In considering the molecular interaction between the nanoparticles and bacteria, a variety of applications of cationic polyelectrolytes, either immobilized on substrates as antimicrobial materials40,41 or as colloidal particles as novel antibacterial drugs to combat multi-drug-resistant microbes, has emerged in the literature.42–44 The proposed bactericidal mechanism in these studies is through disruption of the integrity of cell membranes, leading to cell death.
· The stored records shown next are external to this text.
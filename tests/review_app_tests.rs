mod common;

use common::{FakeDeploy, FakeSourceControl, Harness, WEBHOOK_SECRET};
use releasebot::api::handler::handle_request;
use releasebot::api::signature::compute_github_signature;
use releasebot::features::review_apps::{ReviewAppOutcome, parse_pull_request_event};
use serde_json::{Value, json};

fn pull_request_payload(action: &str, repo: &str, fork: bool, labels: &[&str]) -> Value {
    json!({
        "action": action,
        "number": 12,
        "pull_request": {
            "head": {
                "ref": "feature/login",
                "repo": { "name": repo, "fork": fork }
            },
            "labels": labels.iter().map(|l| json!({ "name": l })).collect::<Vec<_>>()
        }
    })
}

fn webhook_request(event: &str, body: &str, signature: Option<String>) -> Value {
    let mut headers = json!({ "X-GitHub-Event": event });
    if let Some(signature) = signature {
        headers["X-Hub-Signature-256"] = Value::String(signature);
    }
    json!({
        "rawPath": "/github/webhook",
        "headers": headers,
        "body": body
    })
}

fn signed_webhook(event: &str, body: &str) -> Value {
    webhook_request(
        event,
        body,
        Some(compute_github_signature(WEBHOOK_SECRET, body.as_bytes())),
    )
}

async fn run(harness: &Harness, payload: &Value) -> Result<ReviewAppOutcome, releasebot::BotError> {
    let event = parse_pull_request_event(payload)?;
    harness.bot.review_app_binder().on_pull_request_event(&event).await
}

#[tokio::test]
async fn test_unbound_repository_makes_no_calls() {
    let harness = Harness::new();
    let outcome = run(&harness, &pull_request_payload("opened", "other-repo", false, &[]))
        .await
        .unwrap();

    assert_eq!(outcome, ReviewAppOutcome::NotConfigured);
    assert_eq!(outcome.to_string(), "No RA configured for this repository");
    assert!(harness.deploy.calls().is_empty());
    assert!(harness.source_control.comments().is_empty());
}

#[tokio::test]
async fn test_fork_makes_no_calls() {
    let harness = Harness::new();
    let outcome = run(&harness, &pull_request_payload("opened", "pix-site", true, &[]))
        .await
        .unwrap();

    assert_eq!(outcome, ReviewAppOutcome::NoReviewAppForFork);
    assert_eq!(outcome.to_string(), "No RA for a fork");
    assert!(harness.deploy.calls().is_empty());
}

#[tokio::test]
async fn test_deleted_head_repository_is_treated_as_fork() {
    let harness = Harness::new();
    let payload = json!({
        "action": "opened",
        "number": 12,
        "pull_request": { "head": { "ref": "feature/login", "repo": null } }
    });

    let outcome = run(&harness, &payload).await.unwrap();
    assert_eq!(outcome, ReviewAppOutcome::NoReviewAppForFork);
    assert!(harness.deploy.calls().is_empty());
}

#[tokio::test]
async fn test_no_review_app_label_makes_no_calls() {
    let harness = Harness::new();
    let outcome = run(
        &harness,
        &pull_request_payload("opened", "pix-site", false, &["team-x", "no-review-app"]),
    )
    .await
    .unwrap();

    assert_eq!(outcome, ReviewAppOutcome::DisabledByLabel);
    assert_eq!(outcome.to_string(), "RA disabled for this PR");
    assert!(harness.deploy.calls().is_empty());
    assert!(harness.source_control.comments().is_empty());
}

#[tokio::test]
async fn test_label_also_blocks_redeploy() {
    let harness = Harness::new();
    let outcome = run(
        &harness,
        &pull_request_payload("synchronize", "pix-site", false, &["no-review-app"]),
    )
    .await
    .unwrap();

    assert_eq!(outcome, ReviewAppOutcome::DisabledByLabel);
    assert!(harness.deploy.calls().is_empty());
}

#[tokio::test]
async fn test_opened_creates_review_apps_and_comments_once() {
    let harness = Harness::new();
    let outcome = run(&harness, &pull_request_payload("opened", "pix-site", false, &[]))
        .await
        .unwrap();

    assert_eq!(
        harness.deploy.calls(),
        vec![
            "review_app pix-site-review 12".to_string(),
            "review_app pix-pro-review 12".to_string(),
        ]
    );
    assert_eq!(
        outcome.to_string(),
        "Created RA on app pix-site-review, pix-pro-review with pr 12"
    );

    let comments = harness.source_control.comments();
    assert_eq!(comments.len(), 1);
    let (repository, pull_request_id, comment) = &comments[0];
    assert_eq!(repository, "pix-site");
    assert_eq!(*pull_request_id, 12);
    assert!(comment.contains("https://pix-site-review-pr12.review.pix.fr"));
    assert!(comment.contains(
        "https://dashboard.scalingo.com/apps/osc-fr1/pix-site-review-pr12/environment"
    ));
    assert!(comment.contains("#12"));
    assert!(!comment.contains("{{"));
}

#[tokio::test]
async fn test_first_creation_failure_aborts_remaining() {
    let deploy = FakeDeploy {
        failing_app: Some("pix-site-review".to_string()),
        ..FakeDeploy::default()
    };
    let harness = Harness::with(FakeSourceControl::default(), deploy, Default::default());

    let result = run(&harness, &pull_request_payload("opened", "pix-site", false, &[])).await;

    assert!(result.is_err());
    assert_eq!(harness.deploy.calls(), vec!["review_app pix-site-review 12".to_string()]);
    assert!(harness.source_control.comments().is_empty());
}

#[tokio::test]
async fn test_synchronize_redeploys_each_review_app_from_head_ref() {
    let harness = Harness::new();
    let outcome = run(&harness, &pull_request_payload("synchronize", "pix-site", false, &[]))
        .await
        .unwrap();

    assert_eq!(
        harness.deploy.calls(),
        vec![
            "scm pix-site-review-pr12 feature/login".to_string(),
            "scm pix-pro-review-pr12 feature/login".to_string(),
        ]
    );
    assert_eq!(
        outcome.to_string(),
        "Triggered deployment of RA on app pix-site-review, pix-pro-review with pr 12"
    );
    assert!(harness.source_control.comments().is_empty());
}

#[tokio::test]
async fn test_other_actions_are_ignored() {
    let harness = Harness::new();
    let outcome = run(&harness, &pull_request_payload("closed", "pix-site", false, &[]))
        .await
        .unwrap();

    assert_eq!(outcome.to_string(), "Ignoring closed action");
    assert!(harness.deploy.calls().is_empty());
}

#[tokio::test]
async fn test_webhook_rejects_bad_signature_before_any_call() {
    let harness = Harness::new();
    let body = pull_request_payload("opened", "pix-site", false, &[]).to_string();

    let unsigned = handle_request(&harness.bot, &webhook_request("pull_request", &body, None)).await;
    assert_eq!(unsigned["statusCode"], 401);

    let forged = webhook_request(
        "pull_request",
        &body,
        Some(compute_github_signature("wrong", body.as_bytes())),
    );
    let response = handle_request(&harness.bot, &forged).await;
    assert_eq!(response["statusCode"], 401);
    assert!(harness.deploy.calls().is_empty());
}

#[tokio::test]
async fn test_webhook_ignores_non_pull_request_events() {
    let harness = Harness::new();
    let response = handle_request(&harness.bot, &signed_webhook("push", "{}")).await;

    assert_eq!(response["statusCode"], 200);
    assert_eq!(response["body"], "Ignoring push event");
    assert!(harness.deploy.calls().is_empty());
}

#[tokio::test]
async fn test_webhook_opened_pull_request_end_to_end() {
    let harness = Harness::new();
    let body = pull_request_payload("opened", "pix-site", false, &[]).to_string();
    let response = handle_request(&harness.bot, &signed_webhook("pull_request", &body)).await;

    assert_eq!(response["statusCode"], 200);
    assert_eq!(
        response["body"],
        "Created RA on app pix-site-review, pix-pro-review with pr 12"
    );
    assert_eq!(harness.deploy.calls().len(), 2);
    assert_eq!(harness.source_control.comments().len(), 1);
}

#[tokio::test]
async fn test_webhook_deploy_failure_maps_to_bad_gateway() {
    let deploy = FakeDeploy {
        failing_app: Some("pix-pro-review".to_string()),
        ..FakeDeploy::default()
    };
    let harness = Harness::with(FakeSourceControl::default(), deploy, Default::default());
    let body = pull_request_payload("opened", "pix-site", false, &[]).to_string();

    let response = handle_request(&harness.bot, &signed_webhook("pull_request", &body)).await;

    assert_eq!(response["statusCode"], 502);
    assert_eq!(harness.deploy.calls().len(), 2);
    assert!(harness.source_control.comments().is_empty());
}

#[tokio::test]
async fn test_webhook_malformed_payload_is_bad_request() {
    let harness = Harness::new();
    let body = r#"{"action":"opened"}"#;
    let response = handle_request(&harness.bot, &signed_webhook("pull_request", body)).await;

    assert_eq!(response["statusCode"], 400);
}
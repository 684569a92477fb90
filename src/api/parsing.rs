use base64::Engine as _;
use base64::engine::general_purpose::STANDARD;
use serde_json::Value;

use crate::errors::BotError;
use crate::slack::Interaction;

pub fn is_interactive_body(body: &str) -> bool {
    body.starts_with("payload=") || body.contains("&payload=")
}

/// Decode an `application/x-www-form-urlencoded` component (`+` is a space).
pub fn decode_form_component(raw: &str) -> Result<String, BotError> {
    urlencoding::decode(&raw.replace('+', " "))
        .map(std::borrow::Cow::into_owned)
        .map_err(|e| BotError::ParseError(format!("Failed to decode payload: {e}")))
}

pub fn parse_interactive_payload(form_body: &str) -> Result<Value, BotError> {
    for pair in form_body.split('&') {
        if let Some((key, raw_val)) = pair.split_once('=')
            && key == "payload"
        {
            let decoded = decode_form_component(raw_val)?;
            return serde_json::from_str(&decoded)
                .map_err(|e| BotError::ParseError(format!("Invalid JSON payload: {e}")));
        }
    }
    Err(BotError::ParseError("Missing payload field".to_string()))
}

/// Slack posts interactions form-encoded; raw JSON bodies are accepted too.
pub fn parse_interaction(body: &str) -> Result<Interaction, BotError> {
    let value = if is_interactive_body(body) {
        parse_interactive_payload(body)?
    } else {
        serde_json::from_str(body)
            .map_err(|e| BotError::ParseError(format!("Invalid JSON payload: {e}")))?
    };
    serde_json::from_value(value)
        .map_err(|e| BotError::ParseError(format!("Unrecognized interaction: {e}")))
}

pub fn v_path<'a>(root: &'a Value, path: &[&str]) -> Option<&'a Value> {
    let mut cur = root;
    for key in path {
        cur = cur.get(*key)?;
    }
    Some(cur)
}

pub fn v_str<'a>(root: &'a Value, path: &[&str]) -> Option<&'a str> {
    v_path(root, path).and_then(|v| v.as_str())
}

pub fn get_header_value<'a>(headers: &'a Value, name: &str) -> Option<&'a str> {
    if let Some(v) = headers.get(name).and_then(|s| s.as_str()) {
        return Some(v);
    }
    headers.as_object().and_then(|map| {
        map.iter().find_map(|(k, v)| {
            if k.eq_ignore_ascii_case(name) {
                v.as_str()
            } else {
                None
            }
        })
    })
}

/// Request path of an API Gateway event (HTTP API v2 or REST v1).
pub fn request_path(payload: &Value) -> Option<&str> {
    v_str(payload, &["rawPath"]).or_else(|| v_str(payload, &["path"]))
}

/// Raw request body, base64-decoded when API Gateway flagged it as binary.
pub fn extract_body(payload: &Value) -> Result<String, BotError> {
    let Some(body) = payload.get("body") else {
        return Ok(String::new());
    };
    let Some(body) = body.as_str() else {
        return Err(BotError::ParseError("Invalid body format".to_string()));
    };

    let is_base64 = payload
        .get("isBase64Encoded")
        .and_then(Value::as_bool)
        .unwrap_or(false);
    if !is_base64 {
        return Ok(body.to_string());
    }

    let bytes = STANDARD
        .decode(body)
        .map_err(|e| BotError::ParseError(format!("Invalid base64 body: {e}")))?;
    String::from_utf8(bytes).map_err(|e| BotError::ParseError(format!("Body is not UTF-8: {e}")))
}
More relevant to our NP system, PAH has been identified to bind to phosphates.44 Abundant phosphate moieties are present in the teichoic acid chains on Bacillus cell surfaces and in the LPS layer of Shewanella, and this may explain the high PAH–AuNP surface association observed in both bacteria.

To further evaluate the PAH–AuNP interactions with both types of cells, the concentration-dependent association of the NPs to both cell populations was investigated. Fig. 4(a) demonstrates a clear concentration-dependent manner of PAH–AuNP associating with the Bacillus cells. To establish a rough estimate of NP affinity for the bacterial cells, a fit of the Langmuir adsorption isotherm model to our data provided a binding constant, Kb, of 1.1 × 1010 M−1 for this interaction. This value is comparable with the binding constant reported by Boulos, between 20 nm-diameter PAH–AuNPs and a model protein, bovine serum albumin (1.71 × 1010 M−1) using a fluorescence quenching titration method.

image file: c5sc00792e-f4.tif
Fig. 4 Concentration-dependence of PAH–AuNPs binding to (a) Bacillus and (b) Shewanella.

Interestingly, linear concentration-dependent binding was not observed between Shewanella and PAH–AuNPs, as shown in Fig. 4(b). Instead, the concentration-dependent association occurs in a step-wise manner. Below 0.10 μg mL−1 of AuNPs, the population of bacterial cells with AuNP association was minimal and independent of AuNP concentration. Above a concentration of 0.50 μg Au/mL, there is a sharp increase in the number of bacterial cells with AuNPs attached, yet increasing AuNP dose did not further increase this population.

Fig. 4 provides insights into various aspects of the bacteria–NP interactions. First of all, correlating concentration-dependent flow cytometry results with cell viability revealed that a similar degree of NP association may lead to different levels of toxicity in the Gram-negative versus Gram-positive bacterial strains. More specifically, at the 50 ng mL−1 level, both organisms have <10% of cells with AuNP on surfaces, yet less than 20% of Bacillus remain viable vs. 80% for Shewanella. This observation implies that the mechanism of PAH–AuNP toxicity is likely different between the two strains.

Secondly, the concentration-dependent binding profiles of the two bacteria are clearly distinct. The Bacillus/PAH–AuNP system exhibited an equilibrium relationship between adsorbate (PAH–AuNP) and adsorbent (cell surface), while the Shewanella/PAH–AuNP system revealed the presence of a critical energy barrier for attachment to occur. Papo, have proposed a mechanism of interaction between antimicrobial peptides and LPS from Gram-negative bacteria where electrostatic interactions resulted in surface accumulation of peptides until a threshold concentration of peptide was reached which led to LPS micellization and peptide entering to the lipid core region.16 It is likely that PAH presented on the AuNP surfaces may interact with LPS in a similar manner as peptides due to their polyelectrolytic nature. In this scenario, the 0.5 μg mL−1 PAH–AuNP may indicate the threshold level of surface density of PAH ligand present at Shewanella cell surface that led to micellization of LPS, granting the PAH–AuNPs access to the membrane bilayer.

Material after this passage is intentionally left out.